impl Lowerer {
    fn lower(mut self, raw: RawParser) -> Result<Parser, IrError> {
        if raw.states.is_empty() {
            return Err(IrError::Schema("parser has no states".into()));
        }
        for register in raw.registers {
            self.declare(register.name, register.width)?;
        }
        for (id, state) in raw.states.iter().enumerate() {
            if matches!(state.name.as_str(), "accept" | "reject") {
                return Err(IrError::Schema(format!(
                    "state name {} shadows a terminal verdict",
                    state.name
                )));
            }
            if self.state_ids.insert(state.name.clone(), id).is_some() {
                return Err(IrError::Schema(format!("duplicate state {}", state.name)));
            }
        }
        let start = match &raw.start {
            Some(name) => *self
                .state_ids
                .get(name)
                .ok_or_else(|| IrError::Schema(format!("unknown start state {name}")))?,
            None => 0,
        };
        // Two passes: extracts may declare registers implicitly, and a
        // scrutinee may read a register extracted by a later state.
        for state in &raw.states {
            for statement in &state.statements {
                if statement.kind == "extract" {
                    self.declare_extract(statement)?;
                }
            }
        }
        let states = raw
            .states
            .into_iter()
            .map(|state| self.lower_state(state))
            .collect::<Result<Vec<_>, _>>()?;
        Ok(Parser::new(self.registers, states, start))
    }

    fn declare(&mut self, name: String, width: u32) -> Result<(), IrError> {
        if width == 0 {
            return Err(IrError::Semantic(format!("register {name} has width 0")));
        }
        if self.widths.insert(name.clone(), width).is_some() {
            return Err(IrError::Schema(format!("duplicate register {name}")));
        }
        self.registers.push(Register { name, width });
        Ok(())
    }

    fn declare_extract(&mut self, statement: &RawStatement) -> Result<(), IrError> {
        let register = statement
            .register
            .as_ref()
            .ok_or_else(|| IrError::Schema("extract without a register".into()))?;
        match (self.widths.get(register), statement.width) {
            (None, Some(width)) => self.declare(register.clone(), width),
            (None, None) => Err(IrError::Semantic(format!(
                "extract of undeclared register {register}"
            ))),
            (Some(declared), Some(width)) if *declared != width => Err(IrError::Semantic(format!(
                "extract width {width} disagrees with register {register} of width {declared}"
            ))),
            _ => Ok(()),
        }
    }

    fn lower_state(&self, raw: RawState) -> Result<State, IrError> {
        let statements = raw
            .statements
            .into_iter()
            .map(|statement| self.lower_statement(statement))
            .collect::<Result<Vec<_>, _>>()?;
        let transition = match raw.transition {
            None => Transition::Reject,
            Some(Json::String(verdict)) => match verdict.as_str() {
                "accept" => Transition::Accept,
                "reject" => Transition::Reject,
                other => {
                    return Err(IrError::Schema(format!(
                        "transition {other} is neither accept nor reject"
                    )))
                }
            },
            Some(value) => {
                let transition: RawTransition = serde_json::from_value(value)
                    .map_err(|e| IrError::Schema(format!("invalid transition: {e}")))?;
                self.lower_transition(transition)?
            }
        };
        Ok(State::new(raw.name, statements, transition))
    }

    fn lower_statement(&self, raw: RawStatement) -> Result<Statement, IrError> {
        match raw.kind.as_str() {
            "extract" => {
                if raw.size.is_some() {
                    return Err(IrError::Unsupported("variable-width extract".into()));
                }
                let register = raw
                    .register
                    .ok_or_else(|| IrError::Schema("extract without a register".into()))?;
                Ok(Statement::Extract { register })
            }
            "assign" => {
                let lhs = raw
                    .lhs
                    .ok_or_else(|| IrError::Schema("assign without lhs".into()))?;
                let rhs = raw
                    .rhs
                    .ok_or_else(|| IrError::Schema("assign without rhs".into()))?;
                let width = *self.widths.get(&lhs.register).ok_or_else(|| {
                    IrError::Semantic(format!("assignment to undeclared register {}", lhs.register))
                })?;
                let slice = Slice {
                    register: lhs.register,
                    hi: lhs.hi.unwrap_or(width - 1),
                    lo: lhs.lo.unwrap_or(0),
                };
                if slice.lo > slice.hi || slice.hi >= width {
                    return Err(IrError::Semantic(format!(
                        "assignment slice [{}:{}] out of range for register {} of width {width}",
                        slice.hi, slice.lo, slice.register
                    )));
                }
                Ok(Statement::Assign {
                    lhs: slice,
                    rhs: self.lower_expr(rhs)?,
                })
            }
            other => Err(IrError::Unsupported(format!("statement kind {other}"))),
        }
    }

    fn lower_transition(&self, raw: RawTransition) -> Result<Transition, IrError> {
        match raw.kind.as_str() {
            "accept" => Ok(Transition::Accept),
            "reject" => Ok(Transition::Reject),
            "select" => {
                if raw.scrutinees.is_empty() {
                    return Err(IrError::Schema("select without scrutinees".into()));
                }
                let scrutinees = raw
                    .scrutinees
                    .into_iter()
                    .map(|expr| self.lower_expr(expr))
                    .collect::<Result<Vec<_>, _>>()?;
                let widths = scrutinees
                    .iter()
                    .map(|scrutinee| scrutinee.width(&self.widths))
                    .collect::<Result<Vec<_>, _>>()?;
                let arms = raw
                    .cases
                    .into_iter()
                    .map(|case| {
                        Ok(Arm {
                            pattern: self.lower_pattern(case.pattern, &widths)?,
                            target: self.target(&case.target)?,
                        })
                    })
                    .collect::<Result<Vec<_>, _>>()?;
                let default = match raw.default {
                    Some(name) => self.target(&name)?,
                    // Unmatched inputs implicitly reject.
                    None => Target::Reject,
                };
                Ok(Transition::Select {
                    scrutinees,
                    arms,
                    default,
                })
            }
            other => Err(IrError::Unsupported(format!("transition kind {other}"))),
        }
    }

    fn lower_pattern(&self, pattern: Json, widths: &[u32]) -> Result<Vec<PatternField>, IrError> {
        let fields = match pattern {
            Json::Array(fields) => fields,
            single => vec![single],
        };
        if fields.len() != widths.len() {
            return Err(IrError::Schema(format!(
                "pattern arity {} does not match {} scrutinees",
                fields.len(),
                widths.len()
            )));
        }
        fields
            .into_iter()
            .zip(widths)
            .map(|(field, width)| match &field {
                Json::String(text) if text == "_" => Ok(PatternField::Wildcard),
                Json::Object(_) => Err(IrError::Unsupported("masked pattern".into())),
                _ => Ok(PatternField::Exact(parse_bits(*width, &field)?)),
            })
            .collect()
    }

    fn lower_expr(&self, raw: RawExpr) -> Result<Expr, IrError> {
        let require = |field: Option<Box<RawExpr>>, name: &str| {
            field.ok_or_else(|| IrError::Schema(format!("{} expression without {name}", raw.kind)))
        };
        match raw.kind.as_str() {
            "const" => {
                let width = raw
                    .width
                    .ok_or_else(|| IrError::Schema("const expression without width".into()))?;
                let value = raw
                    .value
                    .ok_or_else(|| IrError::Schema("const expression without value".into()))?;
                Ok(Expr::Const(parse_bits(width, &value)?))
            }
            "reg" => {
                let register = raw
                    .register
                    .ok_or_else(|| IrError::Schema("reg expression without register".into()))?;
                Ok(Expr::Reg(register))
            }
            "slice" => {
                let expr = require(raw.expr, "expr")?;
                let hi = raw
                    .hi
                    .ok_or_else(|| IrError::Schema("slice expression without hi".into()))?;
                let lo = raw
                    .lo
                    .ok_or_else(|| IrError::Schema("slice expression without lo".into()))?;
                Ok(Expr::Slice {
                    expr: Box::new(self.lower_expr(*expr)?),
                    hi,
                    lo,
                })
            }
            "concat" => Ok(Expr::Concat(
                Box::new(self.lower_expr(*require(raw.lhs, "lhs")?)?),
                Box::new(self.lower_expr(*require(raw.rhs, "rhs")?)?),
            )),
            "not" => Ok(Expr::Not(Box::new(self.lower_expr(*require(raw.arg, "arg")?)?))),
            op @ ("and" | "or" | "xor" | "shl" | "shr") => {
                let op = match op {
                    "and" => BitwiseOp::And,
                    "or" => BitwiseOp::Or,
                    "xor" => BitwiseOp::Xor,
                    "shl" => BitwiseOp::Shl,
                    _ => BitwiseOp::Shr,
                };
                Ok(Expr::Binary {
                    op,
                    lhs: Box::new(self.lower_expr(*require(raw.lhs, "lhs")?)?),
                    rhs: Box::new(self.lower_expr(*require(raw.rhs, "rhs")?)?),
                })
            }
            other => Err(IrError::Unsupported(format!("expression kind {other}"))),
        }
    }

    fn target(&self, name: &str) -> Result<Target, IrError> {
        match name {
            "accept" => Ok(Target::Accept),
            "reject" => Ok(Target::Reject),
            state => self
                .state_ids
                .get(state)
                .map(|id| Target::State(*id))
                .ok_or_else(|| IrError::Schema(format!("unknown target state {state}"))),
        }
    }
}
+--
Goal of the exercise:
Examine the listing and say how many of its lines contain the string "scrutinees". Give the number alone.

Task answer:
7